Monday, December 15, 2025

Protect Your Standards


Standards exist across many domains for good reasons. What if a driving test administrator passed everyone, regardless of their ability to control the vehicle or recognize traffic signals? What if every surgeon got passed along in training, irrespective of their clinical judgment and surgical technique? 

In most competitive athletics, the standards rise over time. For example, the winning times in track, swimming, and cycling rise.
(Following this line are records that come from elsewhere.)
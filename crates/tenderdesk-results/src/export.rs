//! Tabular export of prediction lists

use chrono::NaiveDate;
use serde::Serialize;
use std::fs::File;
use std::io::Write;
use std::path::Path;
use std::str::FromStr;
use tenderdesk_core::{Error, PredictionRecord, Result};
use tracing::info;

/// Column header of the CSV export. Downstream spreadsheets key on these
/// names, so they must not change.
pub const EXPORT_HEADER: [&str; 5] = ["案件ID", "案件名", "ランク", "勝率", "推奨度"];

/// One exported prediction
#[derive(Debug, Clone, PartialEq, Eq, Serialize)]
pub struct ExportRow {
    pub tender_id: String,
    /// `project_name`, else `title`, else empty
    pub name: String,
    pub rank: String,
    /// Rounded percentage, e.g. `62%`
    pub win_rate: String,
    /// A=5 … E=1, unknown ranks 0
    pub score: u8,
}

impl ExportRow {
    pub fn from_record(record: &PredictionRecord) -> Self {
        Self {
            tender_id: record.tender_id.clone(),
            name: record.display_name().unwrap_or_default().to_string(),
            rank: record.rank.as_str().to_string(),
            win_rate: format!("{}%", win_rate_percent(record.win_probability)),
            score: record.rank.score(),
        }
    }

    fn fields(&self) -> [String; 5] {
        [
            self.tender_id.clone(),
            self.name.clone(),
            self.rank.clone(),
            self.win_rate.clone(),
            self.score.to_string(),
        ]
    }
}

/// `round(p × 100)`, halves rounded up
pub fn win_rate_percent(probability: f64) -> u32 {
    (probability * 100.0).round().max(0.0) as u32
}

/// Header row followed by one row per record, in input order
pub fn to_export_rows(records: &[PredictionRecord]) -> Vec<Vec<String>> {
    let mut rows = Vec::with_capacity(records.len() + 1);
    rows.push(EXPORT_HEADER.iter().map(|h| h.to_string()).collect());
    rows.extend(
        records
            .iter()
            .map(|record| ExportRow::from_record(record).fields().to_vec()),
    );
    rows
}

/// Render the export rows as CSV, quoting fields only where required
pub fn to_csv(records: &[PredictionRecord]) -> Result<String> {
    let mut writer = csv::WriterBuilder::new()
        .terminator(csv::Terminator::Any(b'\n'))
        .from_writer(Vec::new());

    for row in to_export_rows(records) {
        writer
            .write_record(&row)
            .map_err(|e| Error::internal(format!("CSV write failed: {}", e)))?;
    }

    let bytes = writer
        .into_inner()
        .map_err(|e| Error::internal(format!("CSV flush failed: {}", e)))?;
    String::from_utf8(bytes).map_err(|e| Error::internal(format!("CSV is not UTF-8: {}", e)))
}

/// Pretty-printed JSON array of export rows
pub fn to_json(records: &[PredictionRecord]) -> Result<String> {
    let rows: Vec<ExportRow> = records.iter().map(ExportRow::from_record).collect();
    Ok(serde_json::to_string_pretty(&rows)?)
}

/// Export format options
#[derive(Debug, Clone, Copy, PartialEq, Eq, Default)]
pub enum ExportFormat {
    #[default]
    Csv,
    /// Pretty-printed JSON array
    Json,
}

impl ExportFormat {
    pub fn extension(&self) -> &'static str {
        match self {
            Self::Csv => "csv",
            Self::Json => "json",
        }
    }

    /// Render records in this format
    pub fn render(&self, records: &[PredictionRecord]) -> Result<String> {
        match self {
            Self::Csv => to_csv(records),
            Self::Json => to_json(records),
        }
    }
}

impl FromStr for ExportFormat {
    type Err = Error;

    fn from_str(s: &str) -> Result<Self> {
        match s.to_ascii_lowercase().as_str() {
            "csv" => Ok(Self::Csv),
            "json" => Ok(Self::Json),
            other => Err(Error::validation(format!(
                "unknown export format '{}' (expected csv or json)",
                other
            ))),
        }
    }
}

/// Default download name, e.g. `bulk_prediction_2024-05-01.csv`
pub fn export_file_name(date: NaiveDate, format: ExportFormat) -> String {
    format!(
        "bulk_prediction_{}.{}",
        date.format("%Y-%m-%d"),
        format.extension()
    )
}

/// Write records to `output_path`, returning how many were exported
pub fn export_to_file(
    records: &[PredictionRecord],
    output_path: &Path,
    format: ExportFormat,
) -> Result<usize> {
    let content = format.render(records)?;

    let mut file = File::create(output_path)?;
    file.write_all(content.as_bytes())?;
    file.flush()?;

    info!(
        path = %output_path.display(),
        count = records.len(),
        format = format.extension(),
        "exported predictions"
    );
    Ok(records.len())
}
That could relate to the athletes, coaching, training methods, equipment, nutrition, and other ancillary factors (sleep, recovery, sports psychology, etc.).

Performance has many inputs including the age at which competitors begin and the training received. For example, a Russian tennis academy (Spartak) produced more top 20 women's players than all of the US. Its coach and her rigorous training emphasized fundamentals without competitive play for the first THREE YEARS. 

What does any of this have to do with MVB? Over time, the depth of the roster has improved. The "bottom half" (in my opinion) has generally improved as more players started younger with more experience and training. Of course, the same goes for the rest of the Middlesex League and teams across the state. 

Depth helps in numerous ways. It makes the team antifragile, raises internal competition, and challenges the "top half" of the roster. Recognize that the "top half" and "bottom half" are fluid. Sabine Wenzel, All-State in 2025, had one kill her freshman season. 

One of Coach Scott Celli's jobs is 'protecting the standard' of MVB performance. Earning a varsity promotion isn't the same as rising to the standard of performance that succeeds in competition.

Your job as a player is to raise your skill, game understanding, physicality, and resilience to meet the expected standard. There could be a "JV" player last season who starts on varsity in 2026. That's not surprising, but reflects the dynamic growth of both play and maturity of high school athletes. 

Know that meeting the standard earns you minutes, role, and recognition. That has not changed over the past twenty-five years. 

Lagniappe. 


ASK the right questions first:

1. How are we going to creative advantage?
↳ Value creation.
2. How are we going to be unique in the market?
↳ Competitive positioning.
3. How are we going to sustain our advantage?
↳ Viability.

This IS strategy.

Strategy defines the actions. It is never the reverse.